Justice Sotomayor blasts Supreme Court for ignoring discrimination finding in Alabama map case
Aided by Trump's hand-picked Supreme Court, Republicans are doing everything they can to take away the voices of Black and brown voters.
— Ken Martin (@kenmartin73) June 3, 2026
In the words of Justice Sotomayor, this decision "disregards both democratic values and the rule of law."
We will not roll over. https://t.co/AV3Nt3fZ3P
WASHINGTON, DC: Supreme Court Justice Sonia Sotomayor accused her colleagues of ignoring a lower court's finding of intentional racial discrimination in a high-stakes Alabama voting rights case.
Her dissent quickly sharpened criticism of the Supreme Court's recent voting-rights rulings. It also raised fresh questions about how the court's new legal standard fits cases where discriminatory intent has already been found.
Sonia Sotomayor challenges Callais reasoning
Writing alongside Justices Elena Kagan and Ketanji Brown Jackson, Sotomayor said the court's majority failed to confront what she described as a central fact in the case: a lower court had already determined Alabama intentionally diluted Black voting power through its congressional map.
"The majority's order grapples with virtually none of this," Sotomayor wrote.
The dispute stems from Alabama's effort to use a congressional map that a lower court found was intentionally designed to weaken the voting strength of Black residents. The Supreme Court allowed the state to use the redrawn map for this year's midterm elections in a 6-3 decision.
Sotomayor argued the majority did not meaningfully address the lower court's conclusion, even though, in her words, the "record is crystal clear."
She reserved some of her sharpest criticism for the court's reliance on its recent ruling in Louisiana v Callais. That decision made it significantly harder for plaintiffs to succeed in Voting Rights Act claims by requiring proof of intentional discrimination.
According to Sotomayor, the majority then used Callais to set aside a case where a court had already found discriminatory intent.
"Much of its reasoning rests on its assertion that, even as to the plaintiffs' Fourteenth Amendment claim, 'the District Court's analysis departed from Callais,'" she wrote. "That is wrong twice over."

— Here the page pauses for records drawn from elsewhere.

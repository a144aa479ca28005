use serde::{Deserialize, Serialize};
use std::env;

const PAYMENT_INTENTS_URL: &str = "https://api.stripe.com/v1/payment_intents";

#[derive(Serialize, Deserialize, Debug)]
pub struct PaymentIntent {
    pub client_secret: String,
}

// The gateway charges in minor currency units.
pub fn amount_in_minor_units(price: i32) -> i64 {
    i64::from(price) * 100
}

pub async fn create_payment_intent(price: i32) -> Result<PaymentIntent, reqwest::Error> {
    let secret_key = env::var("PAYMENT_SECRET_KEY").unwrap_or_default();
    let params = [
        ("amount", amount_in_minor_units(price).to_string()),
        ("currency", "usd".to_string()),
        ("payment_method_types[]", "card".to_string()),
    ];

    let client = reqwest::Client::new();
    let response = client
        .post(PAYMENT_INTENTS_URL)
        .bearer_auth(secret_key)
        .form(&params)
        .send()
        .await?
        .error_for_status()?;

    response.json::<PaymentIntent>().await
}

#[cfg(test)]
mod tests {
    use super::*;

    #[test]
    fn prices_convert_to_minor_units() {
        assert_eq!(amount_in_minor_units(50), 5000);
        assert_eq!(amount_in_minor_units(0), 0);
        // near the i32 ceiling the conversion must not wrap
        assert_eq!(amount_in_minor_units(i32::MAX), i64::from(i32::MAX) * 100);
    }
}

Alabama map ruling sparks new scrutiny
Critics' ruling point to what they see as a growing tension between the court's demand for proof of intent and its handling of cases where such findings already exist.
Just days before the Supreme Court acted, a three-judge panel had blocked Alabama's preferred map, writing that it could not require voters to cast ballots under "a districting plan tainted by intentional race-based discrimination."

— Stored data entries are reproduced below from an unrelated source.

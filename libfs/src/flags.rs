//! Lookup flags

use crate::kernel;

use bitflags::bitflags;

bitflags! {
    /// Request modifiers of a `VFS_LOOKUP` call
    pub struct LookupFlags: u32 {
        const FILE = kernel::L_FILE;
        const DIRECTORY = kernel::L_DIRECTORY;
        const EXCLUSIVE = kernel::L_EXCLUSIVE;
        const CREATE = kernel::L_CREATE;
        const LINK = kernel::L_LINK;
        const UNLINK = kernel::L_UNLINK;
        const PARENT = kernel::L_PARENT;
    }
}

impl LookupFlags {
    /// The miss on the last component should produce a new link
    #[must_use]
    #[inline]
    pub const fn wants_new_link(self) -> bool {
        self.intersects(Self::CREATE.union(Self::LINK))
    }

    /// Hitting an existing name is an error
    #[must_use]
    #[inline]
    pub const fn rejects_existing(self) -> bool {
        self.contains(Self::CREATE.union(Self::EXCLUSIVE)) || self.contains(Self::LINK)
    }
}

#[cfg(test)]
mod tests {
    use super::*;

    #[test]
    fn predicates() {
        assert!(LookupFlags::CREATE.wants_new_link());
        assert!(LookupFlags::LINK.wants_new_link());
        assert!(!(LookupFlags::PARENT | LookupFlags::FILE).wants_new_link());

        assert!(!LookupFlags::CREATE.rejects_existing());
        assert!(!LookupFlags::EXCLUSIVE.rejects_existing());
        assert!((LookupFlags::CREATE | LookupFlags::EXCLUSIVE).rejects_existing());
        assert!(LookupFlags::LINK.rejects_existing());
    }

    #[test]
    fn unknown_bits_are_rejected() {
        assert!(LookupFlags::from_bits(1 << 7).is_none());
        assert_eq!(
            LookupFlags::from_bits(kernel::L_CREATE | kernel::L_DIRECTORY),
            Some(LookupFlags::CREATE | LookupFlags::DIRECTORY)
        );
    }
}
//! Filesystem server library
//!
//! Resolves paths stored in a shared Path Lookup Buffer against the nodes of
//! a filesystem, registers the filesystem with VFS and answers its calls.

#![deny(clippy::all)]

mod utils;

// wire modules
#[allow(non_camel_case_types)]
pub mod kernel;
pub mod ops;

// safe modules
mod context;
mod errno;
mod flags;
mod fs;
mod node;
mod register;
mod server;

pub mod lookup;
pub mod loopback;
pub mod plb;
pub mod transport;
pub mod types;

pub use self::context::{CallHeader, FsContext};
pub use self::errno::Errno;
pub use self::flags::LookupFlags;
pub use self::fs::FileSystem;
pub use self::node::{NodeOps, NodeRef};
pub use self::ops::Operation;
pub use self::register::{register, Registration};
pub use self::server::{Server, ServerBuilder};
//! VFS operations

use crate::errno::Errno;
use crate::flags::LookupFlags;
use crate::kernel::{self, ipc_answer, ipc_call};
use crate::types::{DevHandle, FsHandle, FsIndex, Triplet};

use std::convert::TryFrom;

/// Self is a reply of T
pub trait IsReplyOf<T> {}

/// Encodes a reply into an answer
pub trait Encode {
    /// Builds the raw answer
    fn encode(&self) -> ipc_answer;
}

/// Errors of decoding a call
#[derive(Debug, Clone, Copy, PartialEq, Eq, thiserror::Error)]
pub enum DecodeError {
    #[error("unknown method {0}")]
    UnknownMethod(u32),

    #[error("invalid lookup flags {0:#x}")]
    InvalidFlags(u64),

    #[error("NumOverflow")]
    NumOverflow,
}

impl DecodeError {
    /// The status answered to a call that failed to decode
    #[must_use]
    #[inline]
    pub const fn errno(self) -> Errno {
        match self {
            Self::UnknownMethod(_) => Errno::NOSYS,
            Self::InvalidFlags(_) | Self::NumOverflow => Errno::INVAL,
        }
    }
}

macro_rules! declare_relation {
    ($op:ty => $reply:ty) => {
        impl IsReplyOf<$op> for $reply {}
    };
}

/// VFS operations
#[derive(Debug)]
#[non_exhaustive]
pub enum Operation {
    Lookup(OpLookup),
    Mounted(OpMounted),
}

impl Operation {
    /// Decodes a call
    /// # Errors
    /// Returns [`DecodeError`] if the method is unknown or the arguments are malformed
    #[inline]
    pub fn decode(call: &ipc_call) -> Result<Self, DecodeError> {
        match call.method {
            kernel::VFS_LOOKUP => Ok(Self::Lookup(OpLookup::decode(call)?)),
            kernel::VFS_MOUNTED => Ok(Self::Mounted(OpMounted::decode(call)?)),
            method => Err(DecodeError::UnknownMethod(method)),
        }
    }
}

/// Narrows an argument into a smaller integer
fn narrow<T: TryFrom<u64>>(arg: u64) -> Result<T, DecodeError> {
    T::try_from(arg).map_err(|_| DecodeError::NumOverflow)
}

/// `VFS_LOOKUP`: args = `[next, last, dev_handle, lflag, index]`
#[derive(Debug, Clone, PartialEq, Eq)]
pub struct OpLookup {
    /// first character of the path in the PLB
    next: u64,
    /// last character of the path in the PLB
    last: u64,
    /// device
    dev_handle: DevHandle,
    /// lookup flags
    flags: LookupFlags,
    /// node to link, with [`LookupFlags::LINK`]
    index: FsIndex,
}

impl OpLookup {
    #[must_use]
    #[inline]
    pub const fn new(
        next: u64,
        last: u64,
        dev_handle: DevHandle,
        flags: LookupFlags,
        index: FsIndex,
    ) -> Self {
        Self {
            next,
            last,
            dev_handle,
            flags,
            index,
        }
    }

    fn decode(call: &ipc_call) -> Result<Self, DecodeError> {
        let [next, last, dev, lflag, index] = call.args;
        let raw_flags: u32 = narrow(lflag).map_err(|_| DecodeError::InvalidFlags(lflag))?;
        let flags = LookupFlags::from_bits(raw_flags).ok_or(DecodeError::InvalidFlags(lflag))?;
        Ok(Self {
            next: u64::from(narrow::<u32>(next)?),
            last: u64::from(narrow::<u32>(last)?),
            dev_handle: DevHandle(narrow(dev)?),
            flags,
            index: FsIndex(index),
        })
    }

    /// Encodes the operation into a call
    #[must_use]
    #[inline]
    pub fn to_call(&self) -> ipc_call {
        ipc_call {
            method: kernel::VFS_LOOKUP,
            args: [
                self.next,
                self.last,
                u64::from(self.dev_handle.as_raw()),
                u64::from(self.flags.bits()),
                self.index.as_raw(),
            ],
        }
    }

    #[must_use]
    #[inline]
    pub const fn next(&self) -> u64 {
        self.next
    }

    #[must_use]
    #[inline]
    pub const fn last(&self) -> u64 {
        self.last
    }

    #[must_use]
    #[inline]
    pub const fn dev_handle(&self) -> DevHandle {
        self.dev_handle
    }

    #[must_use]
    #[inline]
    pub const fn flags(&self) -> LookupFlags {
        self.flags
    }

    #[must_use]
    #[inline]
    pub const fn index(&self) -> FsIndex {
        self.index
    }
}

/// Reply of `VFS_LOOKUP`
#[derive(Debug, Clone, Copy, PartialEq, Eq)]
pub enum ReplyLookup {
    /// The path resolved to a node (or to its parent with [`LookupFlags::PARENT`])
    Found(Triplet),
    /// Outcome of [`LookupFlags::UNLINK`]. `link_count` is the count before removal.
    Unlinked {
        /// status of the unlink
        status: Errno,
        /// the unlinked node
        triplet: Triplet,
    },
}

declare_relation!(OpLookup => ReplyLookup);

impl ReplyLookup {
    /// Decodes an answer to `VFS_LOOKUP`.
    /// A bare error answer is returned as `Err`.
    /// # Errors
    /// Returns the status of an error answer
    #[inline]
    pub fn decode(op: &OpLookup, answer: &ipc_answer) -> Result<Self, Errno> {
        let status = Errno::from_raw(answer.retval);
        let [fs_handle, dev_handle, index, size, link_count] = answer.args;
        let triplet = Triplet {
            fs_handle: FsHandle(narrow(fs_handle).map_err(|_| Errno::INVAL)?),
            dev_handle: DevHandle(narrow(dev_handle).map_err(|_| Errno::INVAL)?),
            index: FsIndex(index),
            size,
            link_count: narrow(link_count).map_err(|_| Errno::INVAL)?,
        };
        if op.flags().contains(LookupFlags::UNLINK) && !is_bare_status(status) {
            return Ok(Self::Unlinked { status, triplet });
        }
        status.into_result()?;
        Ok(Self::Found(triplet))
    }

    #[must_use]
    #[inline]
    pub const fn triplet(&self) -> &Triplet {
        match self {
            Self::Found(triplet) | Self::Unlinked { triplet, .. } => triplet,
        }
    }
}

impl Encode for ReplyLookup {
    #[inline]
    fn encode(&self) -> ipc_answer {
        let (status, t) = match *self {
            Self::Found(ref t) => (Errno::OK, t),
            Self::Unlinked { status, ref triplet } => (status, triplet),
        };
        ipc_answer {
            retval: status.as_raw(),
            args: [
                u64::from(t.fs_handle.as_raw()),
                u64::from(t.dev_handle.as_raw()),
                t.index.as_raw(),
                t.size,
                u64::from(t.link_count),
            ],
        }
    }
}

/// `VFS_MOUNTED`: args = `[dev_handle, ..]`
#[derive(Debug, Clone, PartialEq, Eq)]
pub struct OpMounted {
    /// mounted device
    dev_handle: DevHandle,
}

impl OpMounted {
    #[must_use]
    #[inline]
    pub const fn new(dev_handle: DevHandle) -> Self {
        Self { dev_handle }
    }

    fn decode(call: &ipc_call) -> Result<Self, DecodeError> {
        Ok(Self {
            dev_handle: DevHandle(narrow(call.args[0])?),
        })
    }

    /// Encodes the operation into a call
    #[must_use]
    #[inline]
    pub fn to_call(&self) -> ipc_call {
        ipc_call {
            method: kernel::VFS_MOUNTED,
            args: [u64::from(self.dev_handle.as_raw()), 0, 0, 0, 0],
        }
    }

    #[must_use]
    #[inline]
    pub const fn dev_handle(&self) -> DevHandle {
        self.dev_handle
    }
}

/// Reply of `VFS_MOUNTED`: the root node of the device
#[derive(Debug, Clone, Copy, PartialEq, Eq)]
pub struct ReplyMounted {
    pub root_index: FsIndex,
    pub size: u64,
    pub link_count: u32,
}

declare_relation!(OpMounted => ReplyMounted);

impl ReplyMounted {
    /// Decodes an answer to `VFS_MOUNTED`
    /// # Errors
    /// Returns the status of an error answer
    #[inline]
    pub fn decode(answer: &ipc_answer) -> Result<Self, Errno> {
        Errno::from_raw(answer.retval).into_result()?;
        Ok(Self {
            root_index: FsIndex(answer.args[0]),
            size: answer.args[1],
            link_count: narrow(answer.args[2]).map_err(|_| Errno::INVAL)?,
        })
    }
}

impl Encode for ReplyMounted {
    #[inline]
    fn encode(&self) -> ipc_answer {
        ipc_answer {
            retval: Errno::OK.as_raw(),
            args: [
                self.root_index.as_raw(),
                self.size,
                u64::from(self.link_count),
                0,
                0,
            ],
        }
    }
}

/// Statuses a lookup only ever answers without a triplet.
/// An unlink status from the backend must not be one of these.
const fn is_bare_status(status: Errno) -> bool {
    matches!(
        status,
        Errno::NOENT | Errno::BUSY | Errno::INVAL | Errno::NAMETOOLONG | Errno::NOSYS | Errno::HANGUP
    )
}

/// Encodes a bare status answer
#[must_use]
#[inline]
pub const fn encode_errno(errno: Errno) -> ipc_answer {
    ipc_answer {
        retval: errno.as_raw(),
        args: [0; kernel::IPC_ARGS],
    }
}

That same panel said Alabama's map was enacted with discriminatory intent after reconsidering the case in light of Callais.
The Supreme Court's conservative majority disagreed, saying the lower court had not properly applied Callais and other recent voting-rights decisions. The justices also said the panel failed to give Alabama lawmakers a presumption of good faith.
Sotomayor said the court instead chose to "disregard both democratic values and the rule of law."
In another passage, she warned that the majority had selected "a chaotic election" under a map that "intentionally discriminates against Black Alabamians" and that Alabama adopted in "unashamed defiance" of a previous court order.